33. Applying the above rule of interpretation and the provisions of Section 138, we have no hesitation in holding that a prosecution based on a second or successive default in payment of the cheque amount should not be impermissible simply because no prosecution based on the first default which was followed by statutory notice and a failure to pay had not been launched.
If the entire purpose underlying Section 138 of the Negotiable Instruments Act is to compel the drawers to honour their commitments made in the course of their business or other affairs, there is no reason why a person who has issued a cheque which is dishonoured and who fails to make payment despite statutory notice served upon him should be immune to prosecution simply because the holder of the cheque has not rushed to the court with a complaint based on such default or simply because the drawer has made the holder defer prosecution promising to make arrangements for funds or for any other similar reason. There is in our opinion no real or qualitative difference between a case where default is committed and prosecution immediately launched and another where the prosecution is deferred till the cheque presented again gets dishonoured for the second or successive time.

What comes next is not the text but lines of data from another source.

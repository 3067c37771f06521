//! UI state that is not a panel: status notification, the text-entry prompt
//! and the clipboard.

use std::fmt;
use std::path::PathBuf;
use std::time::{Duration, Instant};

use compact_str::CompactString;

use crate::drives::mount_controller::MountOp;

/// Notification levels
#[derive(Debug, Clone, Copy, PartialEq, Eq)]
#[repr(u8)]
pub enum NotificationLevel {
    Info = 0,
    Success = 1,
    Warning = 2,
    Error = 3,
}

/// Status message with timestamp
#[derive(Debug, Clone)]
pub struct Notification {
    pub message: CompactString,
    pub level: NotificationLevel,
    pub timestamp: Instant,
    pub auto_dismiss: Duration,
}

impl Notification {
    #[must_use]
    pub fn is_expired(&self, now: Instant) -> bool {
        now.saturating_duration_since(self.timestamp) >= self.auto_dismiss
    }
}

/// What a submitted prompt is for.
#[derive(Debug, Clone, PartialEq, Eq)]
pub enum PromptKind {
    /// `f name` / `d name` in the working directory.
    Create,
    Rename { from: PathBuf },
    Search,
    /// Shell command run against the selected file.
    Command { file: PathBuf },
    /// Password for an escalated mount or unmount of `device`.
    Credential { device: CompactString, op: MountOp },
}

/// Single-line text entry. Masked prompts render as `*` and redact their
/// text from `Debug`.
#[derive(Clone, PartialEq, Eq)]
pub struct Prompt {
    pub kind: PromptKind,
    pub title: CompactString,
    text: String,
    /// Byte offset into `text`, always on a char boundary.
    cursor: usize,
    masked: bool,
}

impl Prompt {
    pub fn new(kind: PromptKind, title: impl Into<CompactString>) -> Self {
        let masked = matches!(kind, PromptKind::Credential { .. });
        Self {
            kind,
            title: title.into(),
            text: String::new(),
            cursor: 0,
            masked,
        }
    }

    /// Prompt pre-filled with `text`, cursor at the end.
    #[must_use]
    pub fn with_text(mut self, text: impl Into<String>) -> Self {
        self.text = text.into();
        self.cursor = self.text.len();
        self
    }

    #[must_use]
    pub fn text(&self) -> &str {
        &self.text
    }

    #[must_use]
    pub fn into_text(self) -> String {
        self.text
    }

    #[must_use]
    pub const fn is_masked(&self) -> bool {
        self.masked
    }

    /// What the overlay shows.
    #[must_use]
    pub fn display_text(&self) -> String {
        if self.masked {
            "*".repeat(self.text.chars().count())
        } else {
            self.text.clone()
        }
    }

    /// Cursor column in display cells (one cell per char).
    #[must_use]
    pub fn cursor_column(&self) -> usize {
        self.text[..self.cursor].chars().count()
    }

    pub fn insert_char(&mut self, ch: char) {
        self.text.insert(self.cursor, ch);
        self.cursor += ch.len_utf8();
    }

    pub fn delete_char_before(&mut self) -> bool {
        let Some((pos, _)) = self.text[..self.cursor].char_indices().next_back() else {
            return false;
        };
        self.text.remove(pos);
        self.cursor = pos;
        true
    }

    pub fn delete_char_at(&mut self) -> bool {
        if self.cursor >= self.text.len() {
            return false;
        }
        self.text.remove(self.cursor);
        true
    }

    pub fn move_left(&mut self) {
        if let Some((pos, _)) = self.text[..self.cursor].char_indices().next_back() {
            self.cursor = pos;
        }
    }

    pub fn move_right(&mut self) {
        if let Some(ch) = self.text[self.cursor..].chars().next() {
            self.cursor += ch.len_utf8();
        }
    }

    pub fn move_home(&mut self) {
        self.cursor = 0;
    }

    pub fn move_end(&mut self) {
        self.cursor = self.text.len();
    }
}

impl fmt::Debug for Prompt {
    fn fmt(&self, f: &mut fmt::Formatter<'_>) -> fmt::Result {
        let text: &str = if self.masked { "<redacted>" } else { &self.text };
        f.debug_struct("Prompt")
            .field("kind", &self.kind)
            .field("title", &self.title)
            .field("text", &text)
            .field("cursor", &self.cursor)
            .finish()
    }
}

#[derive(Debug, Clone, Copy, PartialEq, Eq)]
pub enum ClipMode {
    Copy,
    Cut,
}

/// One path waiting to be pasted.
#[derive(Debug, Clone, PartialEq, Eq)]
pub struct Clipboard {
    pub path: PathBuf,
    pub mode: ClipMode,
}

#[derive(Debug, Clone)]
pub struct UIState {
    pub notification: Option<Notification>,
    pub prompt: Option<Prompt>,
    pub clipboard: Option<Clipboard>,
    message_duration: Duration,
}

impl UIState {
    #[must_use]
    pub const fn new(message_duration: Duration) -> Self {
        Self {
            notification: None,
            prompt: None,
            clipboard: None,
            message_duration,
        }
    }

    pub fn show_notification(&mut self, message: impl Into<CompactString>, level: NotificationLevel) {
        self.notification = Some(Notification {
            message: message.into(),
            level,
            timestamp: Instant::now(),
            auto_dismiss: self.message_duration,
        });
    }

    #[inline]
    pub fn show_info(&mut self, message: impl Into<CompactString>) {
        self.show_notification(message, NotificationLevel::Info);
    }

    #[inline]
    pub fn show_success(&mut self, message: impl Into<CompactString>) {
        self.show_notification(message, NotificationLevel::Success);
    }

    #[inline]
    pub fn show_warning(&mut self, message: impl Into<CompactString>) {
        self.show_notification(message, NotificationLevel::Warning);
    }

    #[inline]
    pub fn show_error(&mut self, message: impl Into<CompactString>) {
        self.show_notification(message, NotificationLevel::Error);
    }

    // Auto-dismiss notifications
    pub fn update_notification(&mut self, now: Instant) -> bool {
        if self.notification.as_ref().is_some_and(|n| n.is_expired(now)) {
            self.notification = None;
            return true;
        }
        false
    }

    pub fn open_prompt(&mut self, prompt: Prompt) {
        self.prompt = Some(prompt);
    }

    /// Close the prompt and hand back what was typed.
    pub fn take_prompt(&mut self) -> Option<Prompt> {
        self.prompt.take()
    }
}
//! src/view/ui.rs
//! ============================================================
//! Frame renderer that draws the entire TUI from a borrowed
//! `Session`. Geometry comes from the session's `ScreenLayout`, the same
//! one pointer hit-testing uses. Painting never touches the disk.

use std::time::{Duration, Instant};

use ratatui::prelude::*;
use tracing::{instrument, trace};

use crate::{
    controller::session::Session,
    model::panel_focus::Panel,
    view::components::{
        file_info::FileInfo, input_prompt_overlay::InputPromptOverlay, object_table::ObjectTable,
        preview_pane::PreviewPane, side_panels::SidePanels, status_bar::StatusBar,
    },
};

const SLOW_FRAME: Duration = Duration::from_millis(16);

#[derive(Debug, Default)]
pub struct RenderStats {
    pub frames: u64,
    pub slow: u64,
    pub total: Duration,
}

#[derive(Debug, Default)]
pub struct UIRenderer {
    stats: RenderStats,
}

impl UIRenderer {
    #[must_use]
    pub fn new() -> Self {
        Self::default()
    }

    #[must_use]
    pub const fn stats(&self) -> &RenderStats {
        &self.stats
    }

    #[instrument(level = "trace", skip_all)]
    pub fn render(&mut self, f: &mut Frame<'_>, session: &Session) {
        let start = Instant::now();
        let layout = session.layout();
        let focus = session.focus();
        let active = focus.active();

        SidePanels::render_shortcuts(
            f,
            session.shortcuts(),
            *focus.shortcuts(),
            layout,
            active == Panel::Shortcuts,
        );
        SidePanels::render_drives(f, session.drives(), *focus.drives(), layout, active == Panel::Drives);
        ObjectTable::render(f, session.tree(), layout, active == Panel::Tree);
        FileInfo::render(
            f,
            session.tree().selected_entry(),
            session.ui().clipboard.as_ref(),
            layout.info,
        );
        PreviewPane::render(f, session.preview(), layout.preview);
        StatusBar::render(f, layout, session.disk_usage(), session.ui().notification.as_ref());

        if let Some(prompt) = session.ui().prompt.as_ref() {
            InputPromptOverlay::render(f, prompt, layout.area);
        }

        let elapsed = start.elapsed();
        self.stats.frames += 1;
        self.stats.total += elapsed;
        if elapsed > SLOW_FRAME {
            self.stats.slow += 1;
            trace!("slow frame: {:?}", elapsed);
        }
    }
}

8. In the present case as pointed out earlier that cheques were presented twice and notices were issued on 31.08.2009 and 25.01.2010. Applying the ratio of MSR Leathers (supra) the complaint filed based on the second statutory notice is not barred and the High Court, in our view, ought not to have quashed the criminal complaint and the impugned judgment is liable to be set aside.
9. Learned counsel appearing on behalf of the respondent(s), inter alia, raised various points including, that :-
(i) the cheques were not issued;
(ii) that the amount payable is not legally enforceable debt and
(iii) the person who issued cheques whether was in effective control of the management of the respondent(s).
All the contentions raised by the respondent are refuted by the learned counsel for the appellant. Since the matter is remitted back to the Trial Court, all contentions raised by the parties are left open to be raised before the Trial Court. The impugned judgment of the High Court is set aside and the appeals are allowed.
10. The Complaint CC No. 4029 of 2010 before the Court of XVIII, Metropolitan Magistrate at Saidapet, Chennai is restored to the 6 file of the Trial Court and the Trial Court shall proceed with the matter in accordance with law after affording sufficient opportunity to both the parties.
11. The respondents are at liberty to make appropriate application before the Trial Court for dispensing with personal appearance and the same be considered by the Trial Court in accordance with law.